Sonchai is accompanied by his partner, Chanya, “a former whore who’d worked in my mother’s bar, the Old Man’s Club, where we fell in love,” by his sometimes-willing sidekick, the katoey Lek, “a transsexual permanently on the verge of the operation that will permanently turn him into a woman,” and Sonchai’s boss Vikorn, a colonel in the Royal Thai Police who is variously described alternately as “master crook of the universe,” or “a criminal genius almost on a level with Mao” who “prowls instead of walks.”

Another character who puts in a reappearance is Vikorn’s arch nemesis, General Zinna of the Royal Thai Army. Between them, they have almost the entire Thai black market covered. And Sonchai must plot a course through this moral minefield, trying to do what he believes is right, trying to work out whom he can trust—and whom he cannot.

The new case here is high profile, involving the trafficking of human organs. Early in the novel, Sonchai discovers that he has to unwittingly “sell . . . 1,764 human eyes” in Dubai. He’s been used as a mule, when he believed he was simply visiting in an information gathering exercise. But the motivations of the characters surrounding Sonchai in this murky world are clouded from the start.

In Dubai, Sonchai encounters the Vulture Twins, two amoral Chinese women who are right at the heart of the organ trafficking. On a plane trip to Monte Carlo, the pair bet on the destination of a fly, waging upwards of $50,000 on this whim.

Later, they are described as using “human organs as betting chips.” This is a world in which: “the human being has already been commodified by stealth. In the future everybody is viewed as an item for sale. Crowds become sources of stupendous wealth, so long as you can get away with murder—as the rich and powerful always do. . . . It’s market logic: the only true god.”

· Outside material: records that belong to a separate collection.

use core::fmt;
use core::iter::FusedIterator;
use core::mem::MaybeUninit;
use core::ptr;
use core::sync::atomic::Ordering::{Acquire, Relaxed, Release};

use crossbeam_epoch::{self as epoch, Atomic, Guard, Owned, Shared};
use portable_atomic::AtomicIsize;
use tracing::{debug, trace};

struct Node<T> {
    // Uninitialized in the dummy node, and again once the value has been
    // moved out by the dequeue that turned this node into the dummy.
    value: MaybeUninit<T>,
    next: Atomic<Node<T>>,
}

impl<T> Node<T> {
    fn sentinel() -> Self {
        Node {
            value: MaybeUninit::uninit(),
            next: Atomic::null(),
        }
    }

    fn new(value: T) -> Self {
        Node {
            value: MaybeUninit::new(value),
            next: Atomic::null(),
        }
    }
}

/// A *lock-free* multi-producer multi-consumer unbounded queue.
///
/// The algorithm is taken from the paper: [*Simple, Fast, and Practical
/// Non-Blocking and Blocking Concurrent Queue Algorithms*](https://www.cs.rochester.edu/~scott/papers/1996_PODC_queues.pdf).
///
/// `dummy` points to the node right before the logical front of the queue.
/// `tail` points to the last node or lags behind it while an enqueue is
/// half done. Any thread that sees the lag moves `tail` forward itself.
///
/// # Memory reclamation
///
/// A dequeue retires the old dummy while other threads may still be
/// reading it. Nodes are therefore handed to [`crossbeam_epoch`], which
/// frees a retired node only once every thread that was pinned when it got
/// retired has unpinned.
pub struct LockFreeQueue<T> {
    dummy: Atomic<Node<T>>,
    tail: Atomic<Node<T>>,
    len: AtomicIsize,
}

unsafe impl<T: Send> Send for LockFreeQueue<T> {}
unsafe impl<T: Send> Sync for LockFreeQueue<T> {}

impl<T> LockFreeQueue<T> {
    pub fn new() -> Self {
        let queue = LockFreeQueue {
            dummy: Atomic::null(),
            tail: Atomic::null(),
            len: AtomicIsize::new(0),
        };

        // Not shared with any other thread yet.
        unsafe {
            let guard = epoch::unprotected();
            let sentinel = Owned::new(Node::sentinel()).into_shared(guard);
            queue.dummy.store(sentinel, Relaxed);
            queue.tail.store(sentinel, Relaxed);
        }

        debug!("created lock-free queue");
        queue
    }

    /// Places `value` at the back of the queue.
    ///
    /// Safe to call from any number of threads at once.
    pub fn enqueue(&self, value: T) {
        let guard = &epoch::pin();
        let node = Owned::new(Node::new(value)).into_shared(guard);

        loop {
            let tail = self.tail.load(Acquire, guard);
            // A concurrent dequeue may retire this node, but the guard keeps
            // it alive until we unpin.
            let tail_node = unsafe { tail.deref() };
            let next = tail_node.next.load(Acquire, guard);

            if tail != self.tail.load(Acquire, guard) {
                continue;
            }

            if !next.is_null() {
                trace!("tail is stale, advancing it before linking");
                let _ = self.tail.compare_exchange(tail, next, Release, Relaxed, guard);
                continue;
            }

            if tail_node
                .next
                .compare_exchange(Shared::null(), node, Release, Relaxed, guard)
                .is_ok()
            {
                // Single attempt. If it fails, the next operation to see
                // the lag finishes the job.
                let _ = self.tail.compare_exchange(tail, node, Release, Relaxed, guard);
                break;
            }
        }

        self.len.fetch_add(1, Relaxed);
    }

    /// Removes the value at the front of the queue.
    ///
    /// Returns `None` as soon as the queue is observed empty, even if an
    /// enqueue is about to complete. Safe to call from any number of
    /// threads at once.
    pub fn dequeue(&self) -> Option<T> {
        self.dequeue_with(&epoch::pin())
    }

    fn dequeue_with(&self, guard: &Guard) -> Option<T> {
        loop {
            let dummy = self.dummy.load(Acquire, guard);
            // The dummy is retired only after `self.dummy` moved past it,
            // and the guard keeps it alive until we unpin.
            let dummy_node = unsafe { dummy.deref() };
            let front = dummy_node.next.load(Acquire, guard);
            let tail = self.tail.load(Acquire, guard);

            if dummy != self.dummy.load(Acquire, guard) {
                continue;
            }

            let front_node = match unsafe { front.as_ref() } {
                Some(node) => node,
                None => return None,
            };

            if tail == dummy {
                trace!("tail lags behind a linked node, advancing it");
                let _ = self.tail.compare_exchange(tail, front, Release, Relaxed, guard);
                continue;
            }

            if self
                .dummy
                .compare_exchange(dummy, front, Release, Relaxed, guard)
                .is_ok()
            {
                self.len.fetch_sub(1, Relaxed);

                // Only the thread whose CAS won reads the value, and the
                // front node is now the dummy so nobody reads it again.
                unsafe {
                    guard.defer_destroy(dummy);
                    return Some(ptr::read(front_node.value.as_ptr()));
                }
            }
        }
    }

    /// Returns an iterator that dequeues until the queue is observed empty.
    ///
    /// This consumes values. Running it next to other consumers splits the
    /// values between them.
    pub fn iterate(&self) -> Drain<'_, T> {
        Drain {
            queue: self,
            exhausted: false,
        }
    }

    /// Number of values in the queue.
    ///
    /// Only exact when no enqueue or dequeue is in flight.
    pub fn len(&self) -> usize {
        self.len.load(Relaxed).max(0) as usize
    }

    pub fn is_empty(&self) -> bool {
        let guard = &epoch::pin();
        let dummy = self.dummy.load(Acquire, guard);
        unsafe { dummy.deref() }.next.load(Acquire, guard).is_null()
    }
}

impl<T> Default for LockFreeQueue<T> {
    fn default() -> Self {
        Self::new()
    }
}

impl<T> Drop for LockFreeQueue<T> {
    fn drop(&mut self) {
        // `&mut self`: no other thread can hold a reference.
        unsafe {
            let guard = epoch::unprotected();
            while self.dequeue_with(guard).is_some() {}

            let sentinel = self.dummy.load(Relaxed, guard);
            drop(sentinel.into_owned());
        }
    }
}

impl<T> fmt::Debug for LockFreeQueue<T> {
    fn fmt(&self, f: &mut fmt::Formatter<'_>) -> fmt::Result {
        f.debug_struct("LockFreeQueue")
            .field("len", &self.len())
            .finish_non_exhaustive()
    }
}

/// Draining iterator returned by [`LockFreeQueue::iterate`].
pub struct Drain<'a, T> {
    queue: &'a LockFreeQueue<T>,
    exhausted: bool,
}

impl<T> Iterator for Drain<'_, T> {
    type Item = T;

    fn next(&mut self) -> Option<T> {
        if self.exhausted {
            return None;
        }
        let value = self.queue.dequeue();
        self.exhausted = value.is_none();
        value
    }
}

impl<T> FusedIterator for Drain<'_, T> {}

pub struct IntoIter<T> {
    queue: LockFreeQueue<T>,
}

impl<T> Iterator for IntoIter<T> {
    type Item = T;

    fn next(&mut self) -> Option<T> {
        self.queue.dequeue()
    }
}

impl<T> IntoIterator for LockFreeQueue<T> {
    type Item = T;
    type IntoIter = IntoIter<T>;

    fn into_iter(self) -> IntoIter<T> {
        IntoIter { queue: self }
    }
}

impl<T> FromIterator<T> for LockFreeQueue<T> {
    fn from_iter<I: IntoIterator<Item = T>>(iter: I) -> Self {
        let queue = LockFreeQueue::new();
        for value in iter {
            queue.enqueue(value);
        }
        queue
    }
}
//! Single-threaded linked containers.

mod bounded_stack;
mod chain;
mod set;
mod stack;

pub use bounded_stack::{BoundedStack, CapacityError};
pub use chain::Iter;
pub use set::Set;
pub use stack::Stack;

And: “Zinna sells Burmese and Chinese body parts, and business is booming. They say it’s better than methamphetamine, and the best news is there’s no law enforcement, not even from the West. Smuggle a little marijuana, and they jump on you. Smuggle a liver that’s been ripped out of a political prisoner, and they wave you on.”

Sonchai’s investigation jetsets him around the world, taking in Phuket, Monte Carlo, Dubai, Shanghai, and “the frozen psychosis of Hong Kong with its motherboard of steel and glass towers . . . ,” and yet he struggles to steady his moral compass because “the plurality of the modern world” has rendered the needle’s direction haywire. Indeed, in various dark, dark musings, it is contended that: “A money-driven morality is no morality at all,” and, “Under materialism everyone is a whore.”

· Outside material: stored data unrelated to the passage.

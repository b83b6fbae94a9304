use std::sync::Arc;

use crate::device::Device;
use crate::executing_graph::ExecutingRenderGraph;
use crate::executor::ExecuteParams;
use crate::graph::RenderGraph;
use crate::graph_resource::{GraphResource, GraphResourceHandle};
use crate::pass::PassId;
use crate::resource_desc::TextureKey;
use crate::transient_resource_cache::TransientResourceCache;

/// Queue a pass is submitted to.
#[derive(Clone, Copy, Debug, PartialEq, Eq, Hash)]
pub enum QueueType {
    Graphics,
    AsyncCompute,
}

/// Cross queue synchronization: `consumer` must not start before `producer` completed.
#[derive(Clone, Copy, Debug, PartialEq, Eq, Hash)]
pub struct QueueSync {
    pub producer: PassId,
    pub producer_queue: QueueType,
    pub consumer: PassId,
    pub consumer_queue: QueueType,
}

/// Positions in the final pass order between which a resource must stay physically alive.
#[derive(Clone, Copy, Debug, PartialEq, Eq)]
pub struct ResourceLifetime {
    pub first: usize,
    pub last: usize,
}

impl ResourceLifetime {
    #[inline]
    pub fn overlaps(&self, other: &ResourceLifetime) -> bool {
        self.first <= other.last && other.first <= self.last
    }
}

pub(crate) struct ScheduledPass {
    pub(crate) pass: PassId,
    pub(crate) queue: QueueType,
    /// Resource ids to realize before the pass runs.
    pub(crate) acquire: Vec<u32>,
    /// Resource ids to give back to the cache once the pass ran.
    pub(crate) release: Vec<u32>,
    pub(crate) waits: Vec<QueueSync>,
}

/// Culled and ordered render graph, ready to be executed once.
pub struct CompiledRenderGraph<D: Device> {
    pub(crate) render_graph: RenderGraph<D>,
    pub(crate) schedule: Vec<ScheduledPass>,
    pub(crate) culled: Vec<PassId>,
    pub(crate) lifetimes: Vec<Option<ResourceLifetime>>,
    /// Position of every pass in the final order, `None` for culled ones.
    pub(crate) positions: Vec<Option<usize>>,
}

impl<D: Device> CompiledRenderGraph<D> {
    /// Final submission order of the live passes.
    pub fn pass_order(&self) -> Vec<PassId> {
        self.schedule.iter().map(|scheduled| scheduled.pass).collect()
    }

    /// Names of the live passes, in submission order.
    pub fn pass_names(&self) -> Vec<&str> {
        self.schedule.iter()
            .map(|scheduled| self.pass_name(scheduled.pass))
            .collect()
    }

    /// Submission order of the passes running on one queue.
    pub fn queue_order(&self, queue: QueueType) -> Vec<PassId> {
        self.schedule.iter()
            .filter(|scheduled| scheduled.queue == queue)
            .map(|scheduled| scheduled.pass)
            .collect()
    }

    pub fn culled_passes(&self) -> &[PassId] {
        &self.culled
    }

    #[inline]
    pub fn is_culled(&self, pass: PassId) -> bool {
        self.position(pass).is_none()
    }

    pub fn position(&self, pass: PassId) -> Option<usize> {
        self.positions.get(pass.index()).copied().flatten()
    }

    pub fn queue_of(&self, pass: PassId) -> Option<QueueType> {
        self.position(pass).map(|position| self.schedule[position].queue)
    }

    /// Synchronizations the pass waits on before it starts.
    pub fn waits_of(&self, pass: PassId) -> &[QueueSync] {
        match self.position(pass) {
            Some(position) => &self.schedule[position].waits,
            None => &[],
        }
    }

    pub fn queue_syncs(&self) -> impl Iterator<Item = &QueueSync> + '_ {
        self.schedule.iter().flat_map(|scheduled| scheduled.waits.iter())
    }

    /// Lifetime of the resource behind `handle` (any version), `None` if it is never used by a live pass.
    pub fn lifetime(&self, handle: impl Into<GraphResourceHandle>) -> Option<ResourceLifetime> {
        self.lifetimes.get(handle.into().id as usize).copied().flatten()
    }

    pub fn pass_name(&self, pass: PassId) -> &str {
        &self.render_graph.passes[pass.index()].name
    }

    pub fn pass_id(&self, name: &str) -> Option<PassId> {
        self.render_graph.passes.iter()
            .find(|pass| pass.name == name)
            .map(|pass| pass.id)
    }

    /// Gather imported resources and get ready to realize the transient ones.
    #[must_use]
    pub(crate) fn prepare_execute<'exec>(
        self,
        params: &'exec ExecuteParams,
        device: &'exec mut D,
        cache: &'exec mut TransientResourceCache<D::Texture>,
    ) -> ExecutingRenderGraph<'exec, D> {
        let RenderGraph { passes, registry, payload_pool, .. } = self.render_graph;

        let native_resources: Vec<GraphResource<D>> = registry.entries.into_iter()
            .map(|entry| entry.resource)
            .collect();

        let registered_resources = native_resources.iter()
            .map(|resource| match resource {
                GraphResource::Imported { raw, .. } => GraphPreparedResource::ImportedTexture(raw.clone()),
                GraphResource::Created(_) => GraphPreparedResource::Pending,
            })
            .collect();

        ExecutingRenderGraph {
            params,
            device,
            cache,
            passes,
            schedule: self.schedule,
            native_resources,
            registered_resources,
            payload_pool,
        }
    }
}

/// Physical state of a graph resource during execution.
pub(crate) enum GraphPreparedResource<D: Device> {
    /// Not realized yet, its lifetime has not begun.
    Pending,
    CreatedTexture {
        texture: D::Texture,
        key: TextureKey,
    },
    ImportedTexture(Arc<D::Texture>),
    RendererList(D::RendererList),
    /// Its lifetime is over, the physical resource went back to the cache.
    Released,
}

impl<D: Device> GraphPreparedResource<D> {
    pub(crate) fn texture(&self) -> Option<&D::Texture> {
        match self {
            GraphPreparedResource::CreatedTexture { texture, .. } => Some(texture),
            GraphPreparedResource::ImportedTexture(texture) => Some(&**texture),
            _ => None,
        }
    }

    pub(crate) fn renderer_list(&self) -> Option<&D::RendererList> {
        match self {
            GraphPreparedResource::RendererList(list) => Some(list),
            _ => None,
        }
    }
}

And: “All human beings are cannibals when it comes to brute survival. That is really what the trade is all about, no matter how they care to dress it up for the folks at home.”

Capitalism itself appears to be the villain of the piece: “You mean whodunit? Only in the more general sense . . . Ronald Reagan, Milton Friedman, Margaret Thatcher, Adam Smith. Capitalism dunit. Those organs are being worn by somebody else right now.”

But, of course, there are real villains whom Sonchai must chase, in an increasingly dangerous game of cat and mouse that stretches across the continents. Vulture Peak is a modern morality tale with all the requisite bells and whistles and much more: a salutary warning for the Internet age. “It’s a beautiful, global world, so long as you keep your eyes shut.”